しゃがみ込んで、ひとつを指先で——押し潰す。
「くちゅっ」
柔らかく湿った音が、骨の奥で反響した。
汁気を含んだ花弁が潰れ、ぬめりが指にまとわりつく。
その瞬間、喉がくぐもり、股間に熱が走る。
じわじわと、皮膚の内側にまで“汁”が染みていくようだった。
鼻先に青臭さ。
そのすぐあと、脳裏に甘さが広がる。
——これも、悪くない。
でも……もう、分かっている。
もっと大きく、もっと“生きている何か”じゃないと。
もう、満たされない。
その午後。
上司の佐久間が、近づいてきた。
「お、透夏ちゃん〜! 今日なんか、イイじゃーん。“可愛い”って感じ〜」
「……そうですか」
透夏は、ぎこちなく笑う。
「うんうん!やればできるじゃーん!」
「そういう“素直で明るい感じ”、俺ほんと好きなんだよねぇ?」
“そういう事”だよ。
その声が、あの“ぬめるもの”と同じ質感で耳奥に響いた。
——私は、潰されるために“可愛い”をやってる。
なら、今度は私が、潰す側に回ればいい。
「……もっと潰したい」
口の中で、そっと呟く。
吐息にまぎれて漏らしたその言葉が、皮膚の下を震わせた。
「ねえ、透夏。次は、誰にしようか……?」
内側で、“白いぬめり”が囁く。
舌にまとわりつき、唇の裏にじんわりと熱をもたらす。
その夜。
透夏はショッピングモールのペットショップの前に立っていた。
ガラスの向こう。
小さな白い子犬が、丸くなって眠っている。
ミルク色の毛並み。ほんのり透けた耳の縁。
可愛い。
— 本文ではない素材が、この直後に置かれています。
mod common;

use axum::http::StatusCode;
use axum::response::IntoResponse;
use common::map;
use course_admin::api::{ApiConfig, CourseApi, CourseApiHttpClient};
use course_admin::error::AppError;
use course_admin::models::{EntryKind, LinkKind};
use serde_json::{Value, json};
use tokio::io::{AsyncReadExt, AsyncWriteExt};
use tokio::net::TcpListener;
use wiremock::matchers::{body_json, header, method, path};
use wiremock::{Mock, MockServer, ResponseTemplate};

fn client(server: &MockServer) -> CourseApiHttpClient {
    CourseApiHttpClient::new(ApiConfig::new(server.uri())).expect("client builds")
}

#[tokio::test]
async fn test_success_envelope_is_unwrapped() {
    let server = MockServer::start().await;
    Mock::given(method("GET"))
        .and(path("/categories"))
        .respond_with(ResponseTemplate::new(200).set_body_json(json!({
            "status": "success",
            "data": [{ "id": 1, "name": "Engineering" }, { "id": 2, "title": "Medicine" }]
        })))
        .expect(1)
        .mount(&server)
        .await;

    let categories = client(&server).list_categories().await.expect("list");

    assert_eq!(categories.len(), 2);
    assert_eq!(categories[1].name, "Medicine");
}

#[tokio::test]
async fn test_legacy_and_wrapped_list_bodies() {
    let server = MockServer::start().await;
    Mock::given(method("GET"))
        .and(path("/courses"))
        .respond_with(ResponseTemplate::new(200).set_body_json(json!([
            { "id": 7, "title": "Intro", "price": 49 }
        ])))
        .mount(&server)
        .await;
    Mock::given(method("GET"))
        .and(path("/instructors"))
        .respond_with(ResponseTemplate::new(200).set_body_json(json!({
            "success": true,
            "data": { "items": [{ "id": 10, "full_name": "Dr. Rivera" }] }
        })))
        .mount(&server)
        .await;

    let api = client(&server);
    let courses = api.list_courses().await.expect("courses");
    let instructors = api.list_instructors().await.expect("instructors");

    assert_eq!(courses[0].id, 7);
    assert_eq!(courses[0].title(), Some("Intro"));
    assert_eq!(courses[0].fields["price"], json!(49));
    assert_eq!(instructors[0].name, "Dr. Rivera");
}

#[tokio::test]
async fn test_unsuccessful_envelope_is_api_error() {
    let server = MockServer::start().await;
    Mock::given(method("GET"))
        .and(path("/specialities"))
        .respond_with(ResponseTemplate::new(200).set_body_json(json!({
            "success": false,
            "message": "Token expired"
        })))
        .mount(&server)
        .await;

    let result = client(&server).list_specialities().await;

    match result {
        Err(AppError::Api(message)) => assert_eq!(message, "Token expired"),
        other => panic!("expected an API error, got {:?}", other),
    }
}

#[tokio::test]
async fn test_missing_setting_maps_to_none() {
    let server = MockServer::start().await;
    Mock::given(method("GET"))
        .and(path("/courses/7/settings"))
        .respond_with(ResponseTemplate::new(404).set_body_json(json!({ "message": "No settings" })))
        .mount(&server)
        .await;

    let setting = client(&server).course_setting(7).await.expect("404 is not an error");

    assert!(setting.is_none());
}

#[tokio::test]
async fn test_existing_setting_is_decoded() {
    let server = MockServer::start().await;
    Mock::given(method("GET"))
        .and(path("/courses/7/settings"))
        .respond_with(ResponseTemplate::new(200).set_body_json(json!({
            "status": "success",
            "data": { "id": 31, "course_id": 7, "schedule": "weekly" }
        })))
        .mount(&server)
        .await;

    let setting = client(&server)
        .course_setting(7)
        .await
        .expect("read")
        .expect("present");

    assert_eq!(setting.id, 31);
    assert_eq!(setting.fields["schedule"], json!("weekly"));
}

#[tokio::test]
async fn test_error_status_carries_server_message() {
    let server = MockServer::start().await;
    Mock::given(method("PATCH"))
        .and(path("/courses/7"))
        .respond_with(ResponseTemplate::new(422).set_body_json(json!({ "error": "title is taken" })))
        .mount(&server)
        .await;

    let result = client(&server).update_course(7, &map(json!({ "title": "Dup" }))).await;

    match result {
        Err(AppError::Http { status, message }) => {
            assert_eq!(status, 422);
            assert_eq!(message, "title is taken");
        }
        other => panic!("expected an HTTP error, got {:?}", other),
    }
}

#[tokio::test]
async fn test_update_sends_only_given_fields_and_tolerates_empty_echo() {
    let server = MockServer::start().await;
    Mock::given(method("PATCH"))
        .and(path("/course-settings/31"))
        .and(body_json(json!({ "schedule": "daily" })))
        .respond_with(ResponseTemplate::new(204))
        .expect(1)
        .mount(&server)
        .await;

    let echo = client(&server)
        .update_course_setting(31, &map(json!({ "schedule": "daily" })))
        .await
        .expect("update");

    assert!(echo.is_empty());
}

#[tokio::test]
async fn test_create_setting_posts_course_id_with_fields() {
    let server = MockServer::start().await;
    Mock::given(method("POST"))
        .and(path("/course-settings"))
        .and(body_json(json!({ "course_id": 7, "schedule": "daily" })))
        .respond_with(ResponseTemplate::new(201).set_body_json(json!({
            "status": "success",
            "data": { "id": 44, "course_id": 7, "schedule": "daily" }
        })))
        .expect(1)
        .mount(&server)
        .await;

    let created = client(&server)
        .create_course_setting(7, &map(json!({ "schedule": "daily" })))
        .await
        .expect("create");

    assert_eq!(created.id, 44);
}

#[tokio::test]
async fn test_link_and_entry_bodies_use_collection_keys() {
    let server = MockServer::start().await;
    Mock::given(method("POST"))
        .and(path("/courses/7/accreditation-partners"))
        .and(body_json(json!({ "course_id": 7, "accreditation_partner_id": 3 })))
        .respond_with(ResponseTemplate::new(201).set_body_json(json!({
            "id": 12, "course_id": 7, "accreditation_partner_id": 3
        })))
        .mount(&server)
        .await;
    Mock::given(method("POST"))
        .and(path("/courses/7/intended-audiences"))
        .and(body_json(json!({ "course_id": 7, "audience": "Students" })))
        .respond_with(ResponseTemplate::new(201).set_body_json(json!({
            "id": 13, "course_id": 7, "audience": "Students"
        })))
        .mount(&server)
        .await;
    Mock::given(method("DELETE"))
        .and(path("/courses/7/keywords/5"))
        .respond_with(ResponseTemplate::new(204))
        .expect(1)
        .mount(&server)
        .await;

    let api = client(&server);
    let link = api.add_link(7, LinkKind::AccreditationPartners, 3).await.expect("link");
    let entry = api
        .add_entry(7, EntryKind::IntendedAudiences, "Students")
        .await
        .expect("entry");
    api.remove_entry(7, EntryKind::Keywords, 5).await.expect("remove");

    assert_eq!(link.target_id, 3);
    assert_eq!(entry.text, "Students");
}

#[tokio::test]
async fn test_bearer_token_is_sent_when_configured() {
    let server = MockServer::start().await;
    Mock::given(method("GET"))
        .and(path("/course-types"))
        .and(header("Authorization", "Bearer secret-token"))
        .respond_with(ResponseTemplate::new(200).set_body_json(json!([])))
        .expect(1)
        .mount(&server)
        .await;

    let mut config = ApiConfig::new(server.uri());
    config.api_token = Some("secret-token".to_string());
    let api = CourseApiHttpClient::new(config).expect("client builds");

    assert!(api.list_course_types().await.expect("list").is_empty());
}

#[tokio::test]
async fn test_unreachable_backend_is_network_error() {
    let api = CourseApiHttpClient::new(ApiConfig::new("http://127.0.0.1:1")).expect("client builds");

    let result = api.list_categories().await;

    assert!(matches!(result, Err(AppError::Network(_))));
}

#[tokio::test]
async fn test_truncated_success_body_is_an_error() {
    let listener = TcpListener::bind("127.0.0.1:0").await.expect("bind");
    let addr = listener.local_addr().expect("local addr");
    tokio::spawn(async move {
        let (mut socket, _) = listener.accept().await.expect("accept");
        let mut buf = [0u8; 4096];
        let _ = socket.read(&mut buf).await;
        let head = "HTTP/1.1 200 OK\r\nContent-Type: application/json\r\nContent-Length: 100\r\n\r\n{\"id\":";
        let _ = socket.write_all(head.as_bytes()).await;
    });

    let api = CourseApiHttpClient::new(ApiConfig::new(format!("http://{}", addr))).expect("client builds");
    let result = api.course_setting(7).await;

    match result {
        Err(e) => assert_eq!(e.into_response().status(), StatusCode::BAD_GATEWAY),
        Ok(setting) => panic!("truncated body read as {:?}", setting),
    }
}

#[tokio::test]
async fn test_undecodable_body_is_bad_gateway() {
    let server = MockServer::start().await;
    Mock::given(method("GET"))
        .and(path("/status"))
        .respond_with(ResponseTemplate::new(200).set_body_string("not json"))
        .mount(&server)
        .await;

    let decode = reqwest::get(format!("{}/status", server.uri()))
        .await
        .expect("response")
        .json::<Value>()
        .await
        .expect_err("body is not json");
    let error = AppError::from(decode);

    assert!(matches!(error, AppError::Api(_)));
    assert_eq!(error.into_response().status(), StatusCode::BAD_GATEWAY);
}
完璧だった。
——あれを、潰したら。
どれほど“気持ちよく”なれるのだろう。
想像しただけで、奥歯が軋んだ。
胃が熱い。
背中がざわざわと粟立つ。
手のひらが汗ばんで、爪の下が疼く。
「透夏……?」
誰かが肩を叩いた気がした。
けれど振り向けない。
なぜならその瞬間、透夏の全身は——
悦びで満たされていたから。
「ねぇ、見てるよ……“それ”も」
ゼリーのような気配が、背後からぬるりと重なる。
あの夜、叔父に“可愛がられた”ときに、脳に残った染みのような感覚。
くちづけられた耳、嗅がされた汗と皮脂と洗剤が混ざった大人の匂い。
喉の奥で鉄と唾液が混ざり合い、あえかに熱を放つ。
“あの匂い”と“それ”のぬめりが、もう区別がつかなくなっていた。
だから私は、もう知っている。
壊される可愛さなんて、ただの餌。
——次は、わたしが“潰す側”。
透夏の中で、その小さな命が“自分だけのもの”になる瞬間を、何度も繰り返していた。
悦びは、もう抑えきれなかった。